Going simply by value added, increases in equity capitalization over the five months through the March peak come out to about 38% of gross domestic product. That’s a near-unprecedented pace of wealth creation, according to data compiled by Leuthold Group.
But stocks aren’t the only thing that’s gone up. The cost of living since Covid hit has surged by the most in living memory for the vast majority of Americans. On average, spending on essential items such as housing, food, gas, utilities and health care has reached nearly 65% of US household expenditure, up from 63.8% in 2019, according to JPMorgan Chase & Co. The hardship is more acute for the lowest income group, or quintile, with the proportion of such costs reaching 80.4%.

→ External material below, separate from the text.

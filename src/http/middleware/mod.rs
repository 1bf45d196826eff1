//! HTTP middleware.

pub mod gate;

pub use gate::{gate_middleware, GateState, RequestContext};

Wealth inequality also looms large — something that’s been made worse by the equity rally. While a record proportion of American households own stocks, there is a wide gap between rich and poor. The bottom half have $0.4 trillion invested in equities, a tiny fraction of the $20 trillion owned by the top 1%, according to the Fed.
“Wealthy people are spending a bit more, but the impact is too small to be a major concern for Powell,” said Mike Bailey, director of research at FBB Capital Partners.
The differences are stark by age and race, too. Americans at 70 and older have amassed $15 trillion in stocks, almost seven times the total for those under 40, Fed data shows. Equity holdings among families categorized as White add up to $35 trillion, while those labeled Black and Hispanic each have less than $0.3 trillion.
Another factor: The S&P 500 still sits roughly 2% below its 2021 peak when adjusted for inflation, and has yet to make up ground when compared with the size of the economy, Leuthold data shows.
The housing market has worked similarly in favor of an already-affluent class. While existing home owners have locked in historically low mortgage rates, new buyers, particularly young Americans, are finding homes harder to afford now that the Fed has hiked interest rates to a two-decade high.
“Low income and younger segments of the population have missed out from the wealth effect,” JPMorgan strategists including Joyce Chang wrote in a note this month when explaining the persistence of the “vibecession.”
For now, optimism on further equity gains are in store. By contrast, consumer sentiment on the economy and personal finances has sunk to nearly a two-year low. So even if the rosy stock scenario plays out, don’t bank on a vibe shift among everyday Americans anytime soon.
“Consumers are more upset about the prices they’re paying at the grocery store, for flights and hotels,” said Chris Zaccarelli, chief investment officer at Independent Advisor Alliance. “And that has them more angry than a hot stock market has them happy.”